Técnicos que fazem parte de um comitê de emergência criado para assessorar o Ministério da Saúde em decisões sobre o novo coronavírus alertaram sobre o risco de o governo ficar com estoques parados de cloroquina. No início de julho, o governo federal tinha uma reserva de 4.019.500 comprimidos do medicamento—pouco abaixo do total que já havia sido distribuído, de 4.374.000 até aquele momento.

Em uma reunião no dia 25 de maio, momento em que o ministério negociava a vinda de ao menos três toneladas de insumos para serem trazidos ao Brasil para produção do medicamento, os técnicos alertaram para o risco de estoque parado.

"Devido a atual situação não é aconselhável trazer uma quantidade muito grande, pois caso o protocolo venha a mudar, podemos ficar com um número em estoque parado para prestar contas", diz documento que registra o encontro, obtido pela Folha.

Semanas depois, dados apresentados em reunião mostraram que todos os municípios acompanhados já tinham reservas do medicamento e a pasta acumulava 4 milhões em armazenamento próprio.

O total parado em estoque, no entanto, poderia ser ainda maior, já que alguns estados não quiseram receber o medicamento.

"Com isso, ficou em estoque para devolução 1.456.616, estamos aguardando maiores definições para proceder ou não com o recolhimento", aponta o registro de encontro no início deste mês.

O mesmo documento diz que novas distribuições de cloroquina estariam previstas entre julho e agosto, mas não traz previsão de locais ou quantidades.

Nos últimos meses, a corrida pelo uso da hidroxicloroquina e da cloroquina para tratamento ou até prevenção da Covid-19 tem provocado falta do remédio nas farmácias, alta dos preços e piora da saúde de pacientes com lúpus e outras doenças inflamatórias autoimunes.

O desabastecimento é registrado desde março, quando o presidente Bolsonaro passou a defender o uso do medicamento.
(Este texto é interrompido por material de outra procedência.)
use crate::{PairgateError, PairgateResult};
use serde::{Deserialize, Serialize};
use std::borrow::Borrow;
use std::fmt;
use std::str::FromStr;
use uuid::Uuid;

/// Suffix the messaging network appends to one-to-one contact chats.
pub const CONTACT_SUFFIX: &str = "@c.us";

const MAX_SESSION_ID_LEN: usize = 64;
const MAX_PHONE_DIGITS: usize = 15;

/// Identifier of one chat session.
///
/// The identifier doubles as the name of the session's credential directory,
/// so it is restricted to ASCII alphanumerics, `-` and `_`.
#[derive(Debug, Clone, PartialEq, Eq, Hash, PartialOrd, Ord, Serialize, Deserialize)]
#[serde(try_from = "String", into = "String")]
pub struct SessionId(String);

impl SessionId {
    /// Validate a caller-supplied identifier.
    pub fn parse(raw: impl Into<String>) -> PairgateResult<Self> {
        let raw = raw.into();
        if raw.is_empty() {
            return Err(PairgateError::InvalidArgument(
                "session id must not be empty".into(),
            ));
        }
        if raw.len() > MAX_SESSION_ID_LEN {
            return Err(PairgateError::InvalidArgument(format!(
                "session id longer than {MAX_SESSION_ID_LEN} characters"
            )));
        }
        if !raw
            .chars()
            .all(|c| c.is_ascii_alphanumeric() || c == '-' || c == '_')
        {
            return Err(PairgateError::InvalidArgument(format!(
                "session id '{raw}' may only contain letters, digits, '-' and '_'"
            )));
        }
        Ok(Self(raw))
    }

    /// Generate a fresh random identifier.
    pub fn generate() -> Self {
        Self(Uuid::new_v4().simple().to_string())
    }

    /// Borrow the identifier as a string slice.
    pub fn as_str(&self) -> &str {
        &self.0
    }
}

impl fmt::Display for SessionId {
    fn fmt(&self, f: &mut fmt::Formatter<'_>) -> fmt::Result {
        f.write_str(&self.0)
    }
}

impl AsRef<str> for SessionId {
    fn as_ref(&self) -> &str {
        &self.0
    }
}

impl Borrow<str> for SessionId {
    fn borrow(&self) -> &str {
        &self.0
    }
}

impl FromStr for SessionId {
    type Err = PairgateError;

    fn from_str(s: &str) -> PairgateResult<Self> {
        Self::parse(s)
    }
}

impl TryFrom<String> for SessionId {
    type Error = PairgateError;

    fn try_from(value: String) -> PairgateResult<Self> {
        Self::parse(value)
    }
}

impl From<SessionId> for String {
    fn from(id: SessionId) -> Self {
        id.0
    }
}

/// Chat identifier in the transport's internal format.
#[derive(Debug, Clone, PartialEq, Eq, Hash, Serialize, Deserialize)]
#[serde(transparent)]
pub struct ChatId(String);

impl ChatId {
    /// Normalize a caller-supplied recipient.
    ///
    /// Identifiers that already carry a `@` suffix are accepted unchanged as
    /// long as they have the `local@server` shape: one `@`, both sides
    /// non-empty, no whitespace. Anything else is treated as an international phone number: spaces and
    /// a leading `+` are stripped and [`CONTACT_SUFFIX`] is appended.
    pub fn normalize(raw: &str) -> PairgateResult<Self> {
        let trimmed = raw.trim();
        if trimmed.is_empty() {
            return Err(PairgateError::InvalidArgument(
                "chat id must not be empty".into(),
            ));
        }

        if let Some((local, server)) = trimmed.split_once('@') {
            let well_formed = !local.is_empty()
                && !server.is_empty()
                && !server.contains('@')
                && !trimmed.chars().any(char::is_whitespace);
            if !well_formed {
                return Err(PairgateError::InvalidArgument(format!(
                    "'{raw}' is not a chat id of the form <user>@<server>"
                )));
            }
            return Ok(Self(trimmed.to_string()));
        }

        let compact: String = trimmed.chars().filter(|c| !c.is_whitespace()).collect();
        let digits = compact.strip_prefix('+').unwrap_or(&compact);

        if digits.is_empty()
            || digits.len() > MAX_PHONE_DIGITS
            || !digits.chars().all(|c| c.is_ascii_digit())
        {
            return Err(PairgateError::InvalidArgument(format!(
                "'{raw}' is not a phone number in international format"
            )));
        }

        Ok(Self(format!("{digits}{CONTACT_SUFFIX}")))
    }

    /// Borrow the identifier as a string slice.
    pub fn as_str(&self) -> &str {
        &self.0
    }
}

impl fmt::Display for ChatId {
    fn fmt(&self, f: &mut fmt::Formatter<'_>) -> fmt::Result {
        f.write_str(&self.0)
    }
}

#[cfg(test)]
#[allow(clippy::unwrap_used, clippy::expect_used)]
mod tests {
    use super::*;

    #[test]
    fn test_session_id_accepts_plain_names() {
        assert_eq!(SessionId::parse("alice").unwrap().as_str(), "alice");
        assert!(SessionId::parse("user_42-b").is_ok());
    }

    #[test]
    fn test_session_id_rejects_path_tricks() {
        for bad in ["", "..", "a/b", "a\\b", ".hidden", "has space"] {
            assert!(
                matches!(SessionId::parse(bad), Err(PairgateError::InvalidArgument(_))),
                "{bad:?} should be rejected"
            );
        }
        assert!(SessionId::parse("x".repeat(65)).is_err());
    }

    #[test]
    fn test_generated_ids_are_valid_and_distinct() {
        let a = SessionId::generate();
        let b = SessionId::generate();
        assert_ne!(a, b);
        assert!(SessionId::parse(a.as_str()).is_ok());
    }

    #[test]
    fn test_session_id_serde_validates() {
        let id: SessionId = serde_json::from_str("\"alice\"").unwrap();
        assert_eq!(id.as_str(), "alice");
        assert!(serde_json::from_str::<SessionId>("\"../etc\"").is_err());
    }

    #[test]
    fn test_phone_and_suffixed_forms_match() {
        let from_phone = ChatId::normalize("+39 333 1234567").unwrap();
        let suffixed = ChatId::normalize("393331234567@c.us").unwrap();
        assert_eq!(from_phone, suffixed);
        assert_eq!(from_phone.as_str(), "393331234567@c.us");
    }

    #[test]
    fn test_plus_decoded_as_space() {
        let id = ChatId::normalize(" 39 333 1234567").unwrap();
        assert_eq!(id.as_str(), "393331234567@c.us");
    }

    #[test]
    fn test_group_ids_pass_through() {
        let id = ChatId::normalize("123456-789@g.us").unwrap();
        assert_eq!(id.as_str(), "123456-789@g.us");
    }

    #[test]
    fn test_malformed_suffixed_ids() {
        for bad in ["@", "foo bar@c.us", "foo bar@", "393@", "@c.us", "39@c.us@g.us", "39@c. us"] {
            assert!(
                matches!(ChatId::normalize(bad), Err(PairgateError::InvalidArgument(_))),
                "{bad:?} should be rejected"
            );
        }
        assert_eq!(ChatId::normalize(" 393@c.us ").unwrap().as_str(), "393@c.us");
    }

    #[test]
    fn test_invalid_chat_ids() {
        for bad in ["", "   ", "+", "call me", "+39-333", "1234567890123456"] {
            assert!(
                matches!(ChatId::normalize(bad), Err(PairgateError::InvalidArgument(_))),
                "{bad:?} should be rejected"
            );
        }
    }
}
Infectado com a doença, ele diz ter tomado o remédio, cuja eficácia para o novo coronavírus carece de comprovação cientifica.

Nos primeiros quatro meses do ano, houve um aumento de 65% nas compras do medicamento nas farmácias em comparação ao mesmo período de 2019, segundo a farmacêutica Apsen, que produz a hidroxicloroquina no Brasil há 18 anos, com foco no tratamento de pacientes crônicos.

Nas redes sociais, há queixas de médicos e pacientes em todo o país.

O histórico das reuniões dos técnicos do Ministério da Saúde também mostra que algumas mudanças nas orientações para ampliação da oferta da cloroquina foram apenas comunicadas ao comitê por alguns membros do ministério, sem que técnicos tivessem poder de decisão sobre as medidas.

No dia 9 de junho, por exemplo, representantes da secretaria de gestão do trabalho e educação em saúde apresentaram a proposta de oferta de cloroquina também para crianças e gestantes, na contramão do recomendado por parte das entidades do setor.

"Foi pontuado que os técnicos do COE fazem sugestões, mas não tem chancela administrativa sobre o documento. Ele é apresentado apenas para ciência deste COE", informa a ata.

Dias antes, atas de reunião já orientavam que demandas sobre a cloroquina enviadas pelos municípios fossem enviadas à secretaria --a qual, na prática, não compete fazer análise de medicamentos, mas sim de organizar ações de capacitação e apoio a profissionais de saúde. A pasta é chefiada por Mayra Pinheiro, aliada a Bolsonaro.

No mesmo dia em que alertou sobre o risco de ter estoques parados da cloroquina, ainda em maio, o comitê também citou, pela primeira vez, a escassez de medicamentos sedativos e analgésicos usados para intubação de pacientes em UTIs, apontando necessidade de reunião com a Casa Civil.

Medidas, porém, foram anunciadas apenas em junho. Em reunião, também houve uma orientação para que os dados sobre a escassez não fossem divulgados.

Procurado pela Folha, o Ministério da Saúde não comentou o teor das atas. Também não informou o volume em estoque --secretários estaduais de saúde, no entanto, confirmam o mesmo total.

​Sobre cloroquina, a pasta informou que "o uso de qualquer medicamento compete à autonomia e orientação médica, em consonância com o esclarecimento e consentimento do paciente".​​

Disse ainda que a cloroquina "é usada em outros tratamentos, como a malária".